- [AIM OF THE TASK]: Look through the records below for the line with "the scan completes.". Return that line and each one after it up to and including the line with "pub fn entries(&self)", exactly.
***** MATERIAL FOR THIS TASK *****
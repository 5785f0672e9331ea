use serde::Serialize;

/// Where the scanner sends lexical diagnostics.
///
/// The sink is an injected capability rather than process-global state:
/// each scan invocation gets handed one, so tests can collect diagnostics
/// into an ordered list deterministically and hosts can route them to a
/// renderer. `report` is called zero or more times per scan and never
/// stops the scan.
pub trait DiagnosticSink {
    /// Record one diagnostic at a 1-based source line.
    fn report(&mut self, line: u32, message: &str);
}

/// One reported diagnostic.
#[derive(Debug, Clone, PartialEq, Serialize)]
pub struct Diagnostic {
    pub line: u32,
    pub message: String,
}

/// A sink that appends diagnostics in the order they were reported.
///
/// The default sink for tests and for the `rillc` host, which renders the
/// collected entries after the scan completes.
#[derive(Debug, Default)]
pub struct CollectedDiagnostics {
    entries: Vec<Diagnostic>,
}

impl CollectedDiagnostics {
    pub fn new() -> Self {
        Self::default()
    }

    /// All diagnostics reported so far, in report order.
    pub fn entries(&self) -> &[Diagnostic] {
        &self.entries
    }

    pub fn is_empty(&self) -> bool {
        self.entries.is_empty()
    }

    pub fn len(&self) -> usize {
        self.entries.len()
    }
}

impl DiagnosticSink for CollectedDiagnostics {
    fn report(&mut self, line: u32, message: &str) {
        self.entries.push(Diagnostic {
            line,
            message: message.to_string(),
        });
    }
}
*****
- [EXERCISE ANSWER]:
/// collected entries after the scan completes.
#[derive(Debug, Default)]
pub struct CollectedDiagnostics {
    entries: Vec<Diagnostic>,
}

impl CollectedDiagnostics {
    pub fn new() -> Self {
        Self::default()
    }

    /// All diagnostics reported so far, in report order.
    pub fn entries(&self) -> &[Diagnostic] {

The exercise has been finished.